Objective: Wound healing is a complex process based on the regulation of proliferation and migration of epithelial cells. Chronic wounds are characterized by increased proliferation and decreased epidermal cell migration. The human secreted protein SLURP-2 regulates the growth and differentiation of epithelial cells. It was previously shown that the targets of SLURP-2 are nicotinic acetylcholine receptors (nAChRs) of different types, as well as muscarinic acetylcholine receptors involved in the regulation of epithelial cell homeostasis. Methods: In this study, we investigated the effect of a recombinant analog of the human protein SLURP-2 and its mutant variants on viability and migration of oral keratinocytes in a wound healing test. The findings were analyzed in comparison with the effect of proteins on the ionotropic activity of the alpha 7-nAChR channel expressed in Xenopus laevis oocytes. Results and Discussion: In this work, we found that acceleration of keratinocyte migration upon incubation with SLURP-2 is mediated by alpha 7-nAChR. Using alanine scanning mutagenesis, we showed that the R20A mutation of the SLURP-2 molecule enhances the inhibitory activity of SLURP-2 toward alpha 7-nAChR and leads to a greater stimulation of Het-1A keratinocyte migration and suppresses the proliferation of Het-1A cells.
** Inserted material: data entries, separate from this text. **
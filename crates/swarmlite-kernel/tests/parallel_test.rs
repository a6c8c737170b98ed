//! Parallel independents: siblings run concurrently on the shared pool;
//! a join task starts only after every dependency succeeded.

mod common;

use std::sync::Arc;
use std::time::Duration;

use serde_json::json;

use common::*;
use swarmlite_kernel::prelude::*;

#[tokio::test(start_paused = true)]
async fn independent_tasks_overlap_and_join_waits() {
    let handler = SleepyHandler::new();
    let mut registry = HandlerRegistry::new();
    registry.register_default("test", handler.clone());

    // a sleeps 300 ms, b sleeps 500 ms, c joins on both and sleeps 100 ms.
    let definition = json!({
        "workflow_id": "wf-parallel",
        "tasks": [
            { "id": "a", "type": "test", "config": { "params": { "delay_ms": 300 } } },
            { "id": "b", "type": "test", "config": { "params": { "delay_ms": 500 } } },
            {
                "id": "c",
                "type": "test",
                "depends_on": ["a", "b"],
                "config": { "params": { "delay_ms": 100 } }
            }
        ]
    });

    let (engine, _store, audit) = build_engine(registry, Arc::new(AllowAll));

    let started = tokio::time::Instant::now();
    let workflow_id = engine
        .submit(&definition_bytes(&definition), None, GovernanceContext::anonymous())
        .await
        .expect("submission should be accepted");

    let snapshot = wait_terminal(&engine, &workflow_id, Duration::from_secs(30)).await;
    let elapsed = started.elapsed();

    assert_eq!(snapshot.status, WorkflowStatus::Success);
    assert_eq!(handler.invocations(), 3);

    // Wall clock ≈ max(a, b) + c, not the sum (300 + 500 + 100).
    assert!(
        elapsed >= Duration::from_millis(600),
        "elapsed {elapsed:?} shorter than the critical path"
    );
    assert!(
        elapsed < Duration::from_millis(880),
        "elapsed {elapsed:?} suggests sequential execution"
    );

    // c is dispatched only after both a and b succeeded.
    let records = audit.records(&workflow_id).await.expect("audit readable");
    let position = |task: &str, to: &str| {
        records
            .iter()
            .position(|r| {
                r.task_id.as_deref() == Some(task) && r.to_state.as_deref() == Some(to)
            })
            .unwrap_or_else(|| panic!("no {task} -> {to} record"))
    };
    let c_running = position("c", "running");
    assert!(position("a", "success") < c_running);
    assert!(position("b", "success") < c_running);
}

#[tokio::test(start_paused = true)]
async fn pool_bound_limits_concurrency() {
    let handler = SleepyHandler::new();
    let mut registry = HandlerRegistry::new();
    registry.register_default("test", handler.clone());

    // Four independent 100 ms tasks over a pool of one worker must run
    // one after another.
    let definition = json!({
        "workflow_id": "wf-serial-pool",
        "tasks": [
            { "id": "a", "type": "test", "config": { "params": { "delay_ms": 100 } } },
            { "id": "b", "type": "test", "config": { "params": { "delay_ms": 100 } } },
            { "id": "c", "type": "test", "config": { "params": { "delay_ms": 100 } } },
            { "id": "d", "type": "test", "config": { "params": { "delay_ms": 100 } } }
        ]
    });

    let config = test_config().with_parallelism(1);
    let (engine, _store, _audit) =
        build_engine_with_config(config, registry, Arc::new(AllowAll));

    let started = tokio::time::Instant::now();
    let workflow_id = engine
        .submit(&definition_bytes(&definition), None, GovernanceContext::anonymous())
        .await
        .expect("submission should be accepted");

    let snapshot = wait_terminal(&engine, &workflow_id, Duration::from_secs(30)).await;
    let elapsed = started.elapsed();

    assert_eq!(snapshot.status, WorkflowStatus::Success);
    assert!(
        elapsed >= Duration::from_millis(400),
        "elapsed {elapsed:?} implies more than one concurrent worker"
    );
}
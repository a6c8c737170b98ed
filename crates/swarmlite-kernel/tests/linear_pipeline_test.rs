//! Linear happy path: a four-task chain runs to success with a fully
//! ordered, verifiable audit trail.

mod common;

use std::sync::Arc;
use std::time::Duration;

use serde_json::json;

use common::*;
use swarmlite_kernel::audit::AuditEvent;
use swarmlite_kernel::prelude::*;

fn chain_definition() -> serde_json::Value {
    json!({
        "workflow_id": "wf-linear",
        "tasks": [
            { "id": "a", "type": "test" },
            { "id": "b", "type": "test", "depends_on": ["a"] },
            { "id": "c", "type": "test", "depends_on": ["b"] },
            { "id": "d", "type": "test", "depends_on": ["c"] }
        ]
    })
}

#[test_log::test(tokio::test)]
async fn linear_chain_succeeds_in_order() {
    let handler = CountingHandler::new();
    let mut registry = HandlerRegistry::new();
    registry.register_default("test", handler.clone());

    let (engine, _store, audit) = build_engine(registry, Arc::new(AllowAll));

    let workflow_id = engine
        .submit(
            &definition_bytes(&chain_definition()),
            None,
            GovernanceContext::anonymous(),
        )
        .await
        .expect("submission should be accepted");
    assert_eq!(workflow_id, "wf-linear");

    let snapshot = wait_terminal(&engine, &workflow_id, Duration::from_secs(5)).await;
    assert_eq!(snapshot.status, WorkflowStatus::Success);
    assert_eq!(handler.invocations(), 4);
    for task in &snapshot.tasks {
        assert_eq!(task.status, TaskStatus::Success, "task {}", task.task_id);
        assert_eq!(task.attempt, 1);
        assert!(task.started_at.is_some());
        assert!(task.finished_at.is_some());
    }

    // The audit trail is totally ordered: created, started, then each
    // task's pending→ready→running→success in chain order, then terminal.
    let records = audit.records(&workflow_id).await.expect("audit readable");
    let observed: Vec<(AuditEvent, Option<String>, Option<String>, Option<String>)> = records
        .iter()
        .map(|r| {
            (
                r.event,
                r.task_id.clone(),
                r.from_state.clone(),
                r.to_state.clone(),
            )
        })
        .collect();

    let mut expected = vec![
        (
            AuditEvent::WorkflowCreated,
            None,
            None,
            Some("pending".to_string()),
        ),
        (
            AuditEvent::WorkflowStarted,
            None,
            Some("pending".to_string()),
            Some("running".to_string()),
        ),
    ];
    for task in ["a", "b", "c", "d"] {
        for (from, to) in [
            ("pending", "ready"),
            ("ready", "running"),
            ("running", "success"),
        ] {
            expected.push((
                AuditEvent::TaskTransition,
                Some(task.to_string()),
                Some(from.to_string()),
                Some(to.to_string()),
            ));
        }
    }
    expected.push((
        AuditEvent::WorkflowTerminal,
        None,
        Some("running".to_string()),
        Some("success".to_string()),
    ));

    assert_eq!(observed, expected);

    // The chain verifies end to end.
    assert_eq!(
        audit.verify_chain(&workflow_id).await.expect("chain intact"),
        records.len()
    );
}

#[tokio::test]
async fn terminal_workflow_has_no_unsettled_tasks() {
    let mut registry = HandlerRegistry::new();
    registry.register_default("test", CountingHandler::new());

    let (engine, _store, _audit) = build_engine(registry, Arc::new(AllowAll));
    let workflow_id = engine
        .submit(
            &definition_bytes(&chain_definition()),
            None,
            GovernanceContext::anonymous(),
        )
        .await
        .expect("submission should be accepted");

    let snapshot = wait_terminal(&engine, &workflow_id, Duration::from_secs(5)).await;
    for task in &snapshot.tasks {
        assert!(
            matches!(
                task.status,
                TaskStatus::Success
                    | TaskStatus::Failed
                    | TaskStatus::Rollback
                    | TaskStatus::Skipped
            ),
            "task {} left in {}",
            task.task_id,
            task.status
        );
    }
}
At the same time, other SLURP-2 mutations inhibit alpha 7-nAChR and reduce the proliferation and migration of keratinocytes. Conclusions: New information about the epitopes of the SLURP-2 molecule, the replacement of which can lead to a targeted change in the biological activity of SLURP-2 was obtained. Further study of ability of regulation of SLURP-2 activity may be useful for a design of new drugs that stimulate wound healing.